::: Supplied material

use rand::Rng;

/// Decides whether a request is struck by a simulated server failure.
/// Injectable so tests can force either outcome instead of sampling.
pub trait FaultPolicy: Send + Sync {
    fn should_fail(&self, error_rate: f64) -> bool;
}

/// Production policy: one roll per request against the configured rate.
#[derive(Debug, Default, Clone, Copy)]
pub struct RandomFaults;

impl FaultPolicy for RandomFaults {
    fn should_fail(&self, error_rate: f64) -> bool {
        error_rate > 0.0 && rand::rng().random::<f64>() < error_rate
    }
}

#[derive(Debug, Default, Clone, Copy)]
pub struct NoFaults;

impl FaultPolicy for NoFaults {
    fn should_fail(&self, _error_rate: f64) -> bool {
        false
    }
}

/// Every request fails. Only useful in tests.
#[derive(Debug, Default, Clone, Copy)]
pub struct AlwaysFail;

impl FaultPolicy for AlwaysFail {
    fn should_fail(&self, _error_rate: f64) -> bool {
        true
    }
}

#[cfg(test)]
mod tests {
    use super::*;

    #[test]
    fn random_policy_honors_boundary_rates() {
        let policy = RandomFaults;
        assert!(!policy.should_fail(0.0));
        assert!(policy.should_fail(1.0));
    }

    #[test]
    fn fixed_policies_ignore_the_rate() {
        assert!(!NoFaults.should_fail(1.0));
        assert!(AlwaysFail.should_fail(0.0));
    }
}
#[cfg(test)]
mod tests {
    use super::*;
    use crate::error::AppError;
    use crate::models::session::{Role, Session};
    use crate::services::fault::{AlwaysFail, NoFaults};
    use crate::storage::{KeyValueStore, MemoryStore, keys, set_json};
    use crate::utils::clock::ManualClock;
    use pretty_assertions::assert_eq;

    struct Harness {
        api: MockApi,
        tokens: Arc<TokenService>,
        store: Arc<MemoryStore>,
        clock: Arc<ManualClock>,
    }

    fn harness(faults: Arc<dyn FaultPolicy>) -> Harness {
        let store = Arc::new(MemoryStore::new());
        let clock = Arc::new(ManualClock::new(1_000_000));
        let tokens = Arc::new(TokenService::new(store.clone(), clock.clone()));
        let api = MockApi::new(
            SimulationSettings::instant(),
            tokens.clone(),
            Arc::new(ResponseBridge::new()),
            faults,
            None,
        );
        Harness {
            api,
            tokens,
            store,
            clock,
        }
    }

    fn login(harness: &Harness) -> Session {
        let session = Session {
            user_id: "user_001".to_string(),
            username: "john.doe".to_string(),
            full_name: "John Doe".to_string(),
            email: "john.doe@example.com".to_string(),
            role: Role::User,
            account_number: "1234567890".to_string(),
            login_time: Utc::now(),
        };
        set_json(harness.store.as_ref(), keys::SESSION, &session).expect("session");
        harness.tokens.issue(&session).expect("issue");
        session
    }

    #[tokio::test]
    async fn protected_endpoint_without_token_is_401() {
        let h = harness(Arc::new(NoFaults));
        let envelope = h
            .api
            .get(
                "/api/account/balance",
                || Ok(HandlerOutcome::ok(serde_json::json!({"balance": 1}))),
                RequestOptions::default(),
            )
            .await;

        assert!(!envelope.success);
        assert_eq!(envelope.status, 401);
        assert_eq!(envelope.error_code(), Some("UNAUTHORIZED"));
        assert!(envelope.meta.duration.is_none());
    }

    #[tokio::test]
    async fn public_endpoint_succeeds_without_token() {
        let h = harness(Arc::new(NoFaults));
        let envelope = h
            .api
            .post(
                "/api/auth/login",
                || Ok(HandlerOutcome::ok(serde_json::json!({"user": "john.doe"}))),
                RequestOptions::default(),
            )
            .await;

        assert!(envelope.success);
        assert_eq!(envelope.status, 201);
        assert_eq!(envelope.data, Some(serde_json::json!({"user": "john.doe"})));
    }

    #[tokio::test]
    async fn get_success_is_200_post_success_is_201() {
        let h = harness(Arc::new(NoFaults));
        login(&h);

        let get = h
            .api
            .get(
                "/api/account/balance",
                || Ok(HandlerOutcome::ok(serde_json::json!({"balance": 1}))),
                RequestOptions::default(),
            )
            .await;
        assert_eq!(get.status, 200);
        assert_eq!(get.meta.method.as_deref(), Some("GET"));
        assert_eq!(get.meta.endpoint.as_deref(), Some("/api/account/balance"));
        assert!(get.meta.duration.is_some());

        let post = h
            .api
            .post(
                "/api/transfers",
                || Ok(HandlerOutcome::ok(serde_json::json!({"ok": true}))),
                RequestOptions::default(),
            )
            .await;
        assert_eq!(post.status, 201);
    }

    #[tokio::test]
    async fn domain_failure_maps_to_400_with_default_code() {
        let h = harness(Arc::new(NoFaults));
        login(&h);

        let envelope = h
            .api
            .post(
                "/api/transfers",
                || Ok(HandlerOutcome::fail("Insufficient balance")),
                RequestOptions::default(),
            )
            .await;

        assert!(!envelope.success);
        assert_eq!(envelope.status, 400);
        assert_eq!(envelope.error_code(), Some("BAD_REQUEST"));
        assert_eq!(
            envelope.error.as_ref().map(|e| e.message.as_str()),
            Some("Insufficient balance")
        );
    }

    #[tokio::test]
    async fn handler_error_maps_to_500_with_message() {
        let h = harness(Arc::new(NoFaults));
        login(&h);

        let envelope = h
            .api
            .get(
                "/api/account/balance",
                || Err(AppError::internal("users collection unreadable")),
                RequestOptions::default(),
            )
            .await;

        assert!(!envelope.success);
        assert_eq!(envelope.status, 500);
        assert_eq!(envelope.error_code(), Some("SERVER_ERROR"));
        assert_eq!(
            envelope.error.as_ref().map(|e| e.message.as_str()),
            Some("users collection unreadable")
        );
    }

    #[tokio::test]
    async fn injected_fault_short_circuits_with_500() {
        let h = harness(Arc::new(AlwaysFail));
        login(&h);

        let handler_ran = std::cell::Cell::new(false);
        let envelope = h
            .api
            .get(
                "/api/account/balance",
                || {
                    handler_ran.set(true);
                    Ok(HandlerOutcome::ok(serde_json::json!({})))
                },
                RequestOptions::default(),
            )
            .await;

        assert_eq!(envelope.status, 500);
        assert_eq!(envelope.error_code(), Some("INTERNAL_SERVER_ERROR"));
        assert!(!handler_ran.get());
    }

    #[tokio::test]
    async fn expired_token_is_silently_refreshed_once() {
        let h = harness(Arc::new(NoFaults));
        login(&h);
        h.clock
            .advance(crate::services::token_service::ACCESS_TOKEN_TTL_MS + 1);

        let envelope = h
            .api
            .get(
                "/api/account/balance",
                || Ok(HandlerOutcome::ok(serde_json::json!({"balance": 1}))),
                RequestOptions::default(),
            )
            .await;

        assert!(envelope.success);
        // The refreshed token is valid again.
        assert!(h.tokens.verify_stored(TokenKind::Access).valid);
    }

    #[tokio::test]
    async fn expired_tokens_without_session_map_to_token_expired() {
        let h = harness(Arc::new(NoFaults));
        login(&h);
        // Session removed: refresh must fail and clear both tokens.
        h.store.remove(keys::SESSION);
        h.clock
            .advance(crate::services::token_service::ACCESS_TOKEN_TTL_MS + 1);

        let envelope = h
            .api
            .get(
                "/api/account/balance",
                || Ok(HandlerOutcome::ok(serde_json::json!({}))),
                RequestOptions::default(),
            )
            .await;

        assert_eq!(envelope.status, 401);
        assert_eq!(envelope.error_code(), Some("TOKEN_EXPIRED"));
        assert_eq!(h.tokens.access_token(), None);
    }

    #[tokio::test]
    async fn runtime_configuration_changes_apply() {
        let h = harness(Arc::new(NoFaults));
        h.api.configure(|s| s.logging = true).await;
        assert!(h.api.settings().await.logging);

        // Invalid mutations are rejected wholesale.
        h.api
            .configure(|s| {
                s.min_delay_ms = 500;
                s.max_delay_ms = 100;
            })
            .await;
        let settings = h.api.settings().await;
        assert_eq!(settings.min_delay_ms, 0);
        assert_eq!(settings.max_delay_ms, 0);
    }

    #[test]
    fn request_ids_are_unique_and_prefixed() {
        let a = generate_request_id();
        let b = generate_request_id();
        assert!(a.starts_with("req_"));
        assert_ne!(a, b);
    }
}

::::::

**Your instructions**.
The lines running from the start of the data through the one that contains "impl FaultPolicy for NoFaults" should be reproduced exactly, and only those.

**Task response**.
use rand::Rng;

/// Decides whether a request is struck by a simulated server failure.
/// Injectable so tests can force either outcome instead of sampling.
pub trait FaultPolicy: Send + Sync {
    fn should_fail(&self, error_rate: f64) -> bool;
}

/// Production policy: one roll per request against the configured rate.
#[derive(Debug, Default, Clone, Copy)]
pub struct RandomFaults;

impl FaultPolicy for RandomFaults {
    fn should_fail(&self, error_rate: f64) -> bool {
        error_rate > 0.0 && rand::rng().random::<f64>() < error_rate
    }
}

#[derive(Debug, Default, Clone, Copy)]
pub struct NoFaults;

impl FaultPolicy for NoFaults {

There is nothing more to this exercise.